Sebetulnya, yang gawat tak hanya kebohongan Mas Dwi ini saja. Tetapi juga acara televisi Mata Najwa dan KBRI Belanda yang makan mentah-mentah pengakuan Dwi. Bisa dikatakan, lembaga media dan pemerintahan Indonesia ikut-ikutan membangun kultur banal.
Kenapa? Ya, sebab demi pemberitaan ‘spektakuler’ dan ‘membanggakan’, verifikasi ke universitas tempat Mas Dwi belajar,TU Delft, seakan malas dilakukan. Padahal, kirim surat atau email ke pihak universitas untuk verifikasi kontribusi saintifik Mas Dwi, dibalasnya nggak lama, kok. Apalagi hanya untuk tanya Om Google.

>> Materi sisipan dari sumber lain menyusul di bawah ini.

use std::collections::HashMap;
use std::future::Future;
use std::hash::Hash;
use std::sync::Arc;
use std::time::{Duration, Instant};
use tokio::sync::Mutex;
use tracing::debug;

/// Freshness window for leaderboard and ranking reads
pub const LEADERBOARD_TTL: Duration = Duration::from_secs(5 * 60);

struct Entry<V> {
    value: V,
    inserted_at: Instant,
}

/// Cache-aside map whose entries expire after a fixed TTL.
/// Concurrent misses on one key share a single load.
pub struct TimedCache<K, V> {
    entries: Mutex<HashMap<K, Entry<V>>>,
    in_flight: Mutex<HashMap<K, Arc<Mutex<()>>>>,
    ttl: Duration,
}

impl<K, V> TimedCache<K, V>
where
    K: Eq + Hash + Clone,
    V: Clone,
{
    pub fn new(ttl: Duration) -> Self {
        Self {
            entries: Mutex::new(HashMap::new()),
            in_flight: Mutex::new(HashMap::new()),
            ttl,
        }
    }

    /// Fresh value for `key`; an expired entry is dropped
    pub async fn get(&self, key: &K) -> Option<V> {
        let mut entries = self.entries.lock().await;

        match entries.get(key) {
            Some(entry) if entry.inserted_at.elapsed() < self.ttl => Some(entry.value.clone()),
            Some(_) => {
                entries.remove(key);
                None
            }
            None => None,
        }
    }

    pub async fn insert(&self, key: K, value: V) {
        self.entries.lock().await.insert(
            key,
            Entry {
                value,
                inserted_at: Instant::now(),
            },
        );
    }

    pub async fn invalidate(&self, key: &K) {
        self.entries.lock().await.remove(key);
    }

    /// Returns the cached value, or runs `load` and caches its success.
    /// Callers missing on the same key wait for the first load instead of
    /// running their own. Errors are passed through and never cached.
    pub async fn get_or_try_insert_with<F, Fut, E>(&self, key: K, load: F) -> Result<V, E>
    where
        F: FnOnce() -> Fut,
        Fut: Future<Output = Result<V, E>>,
    {
        if let Some(value) = self.get(&key).await {
            debug!("Cache hit");
            return Ok(value);
        }

        let gate = Arc::clone(
            self.in_flight
                .lock()
                .await
                .entry(key.clone())
                .or_insert_with(|| Arc::new(Mutex::new(()))),
        );
        let _loading = gate.lock().await;

        if let Some(value) = self.get(&key).await {
            debug!("Cache filled by a concurrent load");
            return Ok(value);
        }

        let result = load().await;
        if let Ok(value) = &result {
            self.insert(key.clone(), value.clone()).await;
        }
        self.in_flight.lock().await.remove(&key);
        result
    }
}
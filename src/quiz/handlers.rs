use axum::{
    extract::{Path, State},
    Json,
};
use std::sync::Arc;
use tracing::{info, instrument};

use super::{
    models::{QuizBundle, QuizSummary},
    service::QuizService,
    session::Session,
    types::SubmitAttemptRequest,
};
use crate::scoring::AttemptResult;
use crate::shared::{unix_millis, AppError, AppState};

fn quiz_service(state: &AppState) -> QuizService {
    QuizService::new(
        Arc::clone(&state.quiz_bank),
        Arc::clone(&state.quiz_repository),
        Arc::clone(&state.user_repository),
    )
}

/// GET /quizzes
#[instrument(name = "list_quizzes", skip(state))]
pub async fn list_quizzes(State(state): State<AppState>) -> Json<Vec<QuizSummary>> {
    let summaries = quiz_service(&state).list_quizzes();
    info!(quiz_count = summaries.len(), "Quizzes listed");
    Json(summaries)
}

/// GET /quizzes/:id
#[instrument(name = "get_quiz", skip(state))]
pub async fn get_quiz(
    State(state): State<AppState>,
    Path(quiz_id): Path<String>,
) -> Result<Json<QuizBundle>, AppError> {
    let bundle = quiz_service(&state).get_quiz(&quiz_id)?;
    Ok(Json(bundle))
}

/// HTTP handler for the global challenge
///
/// GET /quizzes/session
/// Returns up to 30 questions shuffled across every bundle
#[instrument(name = "global_session", skip(state))]
pub async fn global_session(State(state): State<AppState>) -> Json<Session> {
    let session = quiz_service(&state).global_session(&mut rand::rng(), unix_millis());
    info!(
        session_id = %session.id,
        question_count = session.question_count(),
        "Global session generated"
    );
    Json(session)
}

/// HTTP handler for the journey
///
/// GET /quizzes/journey
/// Returns up to 5 franchises with their roadmap
#[instrument(name = "journey_session", skip(state))]
pub async fn journey_session(State(state): State<AppState>) -> Json<Session> {
    let session = quiz_service(&state).journey_session(&mut rand::rng(), unix_millis());
    info!(
        session_id = %session.id,
        question_count = session.question_count(),
        "Journey session generated"
    );
    Json(session)
}

/// POST /quizzes
#[instrument(name = "submit_attempt", skip(state, request))]
pub async fn submit_attempt(
    State(state): State<AppState>,
    Json(request): Json<SubmitAttemptRequest>,
) -> Result<Json<AttemptResult>, AppError> {
    let result = quiz_service(&state).submit_attempt(request).await?;
    Ok(Json(result))
}
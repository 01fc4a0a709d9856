use axum::{
    http::{header::CONTENT_TYPE, Method},
    routing::{get, post},
    Router,
};
use std::time::Duration;
use tower_http::{cors::CorsLayer, trace::TraceLayer};

use crate::{quiz, shared::AppState, user, vote};

/// Full HTTP surface of the service
pub fn build_router(app_state: AppState) -> Router {
    let cors = CorsLayer::new()
        .allow_methods([Method::GET, Method::POST, Method::PATCH, Method::OPTIONS])
        .allow_headers([CONTENT_TYPE])
        .max_age(Duration::from_secs(60 * 60));

    Router::new()
        .route("/health", get(|| async { "ok" }))
        .route("/auth", post(user::login))
        // Static segments win over `:id`
        .route("/quizzes", get(quiz::list_quizzes).post(quiz::submit_attempt))
        .route("/quizzes/session", get(quiz::global_session))
        .route("/quizzes/journey", get(quiz::journey_session))
        .route("/quizzes/:id", get(quiz::get_quiz))
        .route("/users/leaderboard", get(user::leaderboard))
        .route("/users/:id", get(user::get_profile).patch(user::update_profile))
        .route("/votes", get(vote::top_animes).post(vote::record_vote))
        .layer(TraceLayer::new_for_http())
        .layer(cors)
        .with_state(app_state)
}
use std::sync::Arc;
use tokio::{net::TcpListener, task::JoinHandle};

use otaku_arena::{
    build_router,
    client::HttpApiClient,
    quiz::{
        models::Question,
        repository::InMemoryQuizRepository,
    },
    scoring::ScoringService,
    user::repository::InMemoryUserRepository,
    vote::repository::InMemoryVoteRepository,
    AppState, QuizBank, Session,
};

// ============================================================================
// Test Setup Infrastructure
// ============================================================================

/// A live server on an ephemeral port, backed by in-memory repositories
pub struct TestServer {
    pub base_url: String,
    pub client: HttpApiClient,
    pub users: Arc<InMemoryUserRepository>,
    pub votes: Arc<InMemoryVoteRepository>,
    pub quizzes: Arc<InMemoryQuizRepository>,
    pub _server_handle: JoinHandle<()>,
}

pub struct TestServerBuilder {
    bank: Option<QuizBank>,
}

impl TestServerBuilder {
    pub fn new() -> Self {
        Self { bank: None }
    }

    pub fn with_bank(mut self, bank: QuizBank) -> Self {
        self.bank = Some(bank);
        self
    }

    pub async fn build(self) -> TestServer {
        let bank = Arc::new(match self.bank {
            Some(bank) => bank,
            None => QuizBank::bundled().unwrap(),
        });
        let users = Arc::new(InMemoryUserRepository::new());
        let votes = Arc::new(InMemoryVoteRepository::new());
        let quizzes = Arc::new(InMemoryQuizRepository::new());

        ScoringService::new(quizzes.clone(), users.clone(), bank.clone())
            .ensure_quiz_records()
            .await
            .unwrap();

        let app_state = AppState::new(users.clone(), votes.clone(), quizzes.clone(), bank);
        let app = build_router(app_state);

        let listener = TcpListener::bind("127.0.0.1:0").await.unwrap();
        let base_url = format!("http://{}", listener.local_addr().unwrap());
        let server_handle = tokio::spawn(async move {
            axum::serve(listener, app).await.unwrap();
        });

        TestServer {
            client: HttpApiClient::new(base_url.clone()).unwrap(),
            base_url,
            users,
            votes,
            quizzes,
            _server_handle: server_handle,
        }
    }
}

/// Session whose question `i` has `answers[i]` as its right option among four
pub fn session_with_answers(id: &str, answers: &[usize]) -> Session {
    let questions = answers
        .iter()
        .enumerate()
        .map(|(i, answer)| Question {
            question: format!("Question {}", i + 1),
            options: vec!["A".into(), "B".into(), "C".into(), "D".into()],
            answer: *answer,
            anime_title: None,
            quiz_id: None,
        })
        .collect();

    Session {
        id: id.to_string(),
        title: "Test session".to_string(),
        questions,
        xp_reward: 500,
        roadmap: None,
    }
}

Dijamin, dalam satu jam bisa ketahuan semuanya.
Jadi yang disayangkan dari peristiwa ini, tak hanya perangai Mas Dwi-nya saja, hampir semua orang memang gila pengakuan dan gelar. Tapi lembaga media dan perwakilan pemerintahan Indonesia di Belanda, juga tak lebih baik, karena malas konfirmasi. Nah, dari sana malunya bisa dibagi bertiga, deh.
Kalau sudah begini, makin panjang saja daftar keprihatinan kita, sebagai warga Indonesia. Sudahlah politisinya korup, pelajar mudanya bohong, media dan lembaga pemerintahannya ikutan bodong. Duh, biyung.

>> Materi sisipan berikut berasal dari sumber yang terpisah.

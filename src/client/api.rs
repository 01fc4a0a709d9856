use async_trait::async_trait;
use reqwest::StatusCode;
use serde::{de::DeserializeOwned, Deserialize, Serialize};
use std::time::Duration;
use thiserror::Error;
use tracing::{debug, instrument, warn};

use crate::cache::{TimedCache, LEADERBOARD_TTL};
use crate::quiz::models::{QuizBundle, QuizSummary};
use crate::quiz::{Session, SubmitAttemptRequest};
use crate::scoring::AttemptResult;
use crate::user::types::UpdateProfileRequest;
use crate::user::{LeaderboardEntry, UserModel, UserProfileResponse};
use crate::vote::models::{AnimeStanding, VoteModel};
use crate::vote::RecordVoteRequest;

const REQUEST_TIMEOUT: Duration = Duration::from_secs(10);

#[derive(Debug, Error)]
pub enum ClientError {
    #[error("HTTP error: {0}")]
    Http(#[from] reqwest::Error),

    #[error("API error {status}: {message}")]
    Api { status: u16, message: String },
}

impl ClientError {
    pub fn status(&self) -> Option<u16> {
        match self {
            ClientError::Api { status, .. } => Some(*status),
            ClientError::Http(e) => e.status().map(|s| s.as_u16()),
        }
    }
}

#[derive(Deserialize)]
struct ErrorBody {
    error: String,
}

/// Result submission, the only server call a quiz player makes
#[async_trait]
pub trait QuizApi: Send + Sync {
    async fn submit_result(
        &self,
        user_id: &str,
        quiz_id: &str,
        score: u8,
    ) -> Result<AttemptResult, ClientError>;
}

#[async_trait]
pub trait VoteApi: Send + Sync {
    async fn record_vote(&self, request: &RecordVoteRequest) -> Result<VoteModel, ClientError>;
}

#[derive(Serialize)]
struct LoginBody<'a> {
    username: &'a str,
}

/// Typed client for the HTTP API.
///
/// Leaderboard and anime ranking reads are served from a five minute cache.
pub struct HttpApiClient {
    base_url: String,
    http: reqwest::Client,
    leaderboard_cache: TimedCache<(), Vec<LeaderboardEntry>>,
    ranking_cache: TimedCache<(), Vec<AnimeStanding>>,
}

impl HttpApiClient {
    pub fn new(base_url: impl Into<String>) -> Result<Self, ClientError> {
        let http = reqwest::Client::builder()
            .timeout(REQUEST_TIMEOUT)
            .build()?;

        Ok(Self {
            base_url: base_url.into().trim_end_matches('/').to_string(),
            http,
            leaderboard_cache: TimedCache::new(LEADERBOARD_TTL),
            ranking_cache: TimedCache::new(LEADERBOARD_TTL),
        })
    }

    fn url(&self, path: &str) -> String {
        format!("{}{}", self.base_url, path)
    }

    async fn decode<T: DeserializeOwned>(response: reqwest::Response) -> Result<T, ClientError> {
        let status = response.status();
        if status.is_success() {
            return Ok(response.json::<T>().await?);
        }

        let message = match response.json::<ErrorBody>().await {
            Ok(body) => body.error,
            Err(_) => status
                .canonical_reason()
                .unwrap_or("Unknown error")
                .to_string(),
        };
        warn!(status = %status, message = %message, "API call failed");
        Err(ClientError::Api {
            status: status.as_u16(),
            message,
        })
    }

    async fn get<T: DeserializeOwned>(&self, path: &str) -> Result<T, ClientError> {
        debug!(path = %path, "GET");
        let response = self.http.get(self.url(path)).send().await?;
        Self::decode(response).await
    }

    async fn send_json<B: Serialize + ?Sized, T: DeserializeOwned>(
        &self,
        method: reqwest::Method,
        path: &str,
        body: &B,
    ) -> Result<T, ClientError> {
        debug!(path = %path, method = %method, "Sending JSON");
        let response = self
            .http
            .request(method, self.url(path))
            .json(body)
            .send()
            .await?;
        Self::decode(response).await
    }

    #[instrument(skip(self))]
    pub async fn login(&self, username: &str) -> Result<UserModel, ClientError> {
        self.send_json(reqwest::Method::POST, "/auth", &LoginBody { username })
            .await
    }

    pub async fn list_quizzes(&self) -> Result<Vec<QuizSummary>, ClientError> {
        self.get("/quizzes").await
    }

    pub async fn get_quiz(&self, quiz_id: &str) -> Result<QuizBundle, ClientError> {
        self.get(&format!("/quizzes/{}", quiz_id)).await
    }

    pub async fn global_session(&self) -> Result<Session, ClientError> {
        self.get("/quizzes/session").await
    }

    pub async fn journey_session(&self) -> Result<Session, ClientError> {
        self.get("/quizzes/journey").await
    }

    pub async fn profile(&self, user_id: &str) -> Result<UserProfileResponse, ClientError> {
        self.get(&format!("/users/{}", user_id)).await
    }

    #[instrument(skip(self, changes))]
    pub async fn update_profile(
        &self,
        user_id: &str,
        changes: &UpdateProfileRequest,
    ) -> Result<UserModel, ClientError> {
        self.send_json(
            reqwest::Method::PATCH,
            &format!("/users/{}", user_id),
            changes,
        )
        .await
    }

    /// Cached for five minutes
    pub async fn leaderboard(&self) -> Result<Vec<LeaderboardEntry>, ClientError> {
        self.leaderboard_cache
            .get_or_try_insert_with((), || self.get("/users/leaderboard"))
            .await
    }

    /// Cached for five minutes
    pub async fn top_animes(&self) -> Result<Vec<AnimeStanding>, ClientError> {
        self.ranking_cache
            .get_or_try_insert_with((), || self.get("/votes"))
            .await
    }

    /// Drops cached rankings so the next read hits the server
    pub async fn refresh_rankings(&self) {
        self.leaderboard_cache.invalidate(&()).await;
        self.ranking_cache.invalidate(&()).await;
    }
}

#[async_trait]
impl QuizApi for HttpApiClient {
    #[instrument(skip(self))]
    async fn submit_result(
        &self,
        user_id: &str,
        quiz_id: &str,
        score: u8,
    ) -> Result<AttemptResult, ClientError> {
        let body = SubmitAttemptRequest {
            user_id: user_id.to_string(),
            quiz_id: quiz_id.to_string(),
            score: i64::from(score),
        };
        self.send_json(reqwest::Method::POST, "/quizzes", &body)
            .await
    }
}

#[async_trait]
impl VoteApi for HttpApiClient {
    #[instrument(skip(self, request), fields(winner_id = request.winner_id))]
    async fn record_vote(&self, request: &RecordVoteRequest) -> Result<VoteModel, ClientError> {
        self.send_json(reqwest::Method::POST, "/votes", request)
            .await
    }
}

/// True when the server answered with a 404
pub fn is_not_found(error: &ClientError) -> bool {
    error.status() == Some(StatusCode::NOT_FOUND.as_u16())
}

Tapi, pelajaran yang bisa diambil dari kejadian ini banyak. Selain jangan bohong, apalagi berbohong soal prestasi akademik, jangan malas baca dan riset juga. Dampaknya memang tidak langsung terasa, tapi fatal. Mas Dwi kini harus rela bermandi malu dan hujatan, titel penghargaan ditarik dan jalannya untuk lulus ditahan. Sementara Mata Najwa dan KBRI Belanda disangka menyebar info palsu. Ketiganya repot bikin klarifikasi di sana-sini.
Supaya aman, lebih baik bohong saja soal belum punya pacar padahal sudah, karena tak ada sangkut pautnya dengan akademik. Yah, paling resikonya hanya diputusin atau dianggap kegenitan. Nah lho, tapi kok sama saja memalukannya. (A27)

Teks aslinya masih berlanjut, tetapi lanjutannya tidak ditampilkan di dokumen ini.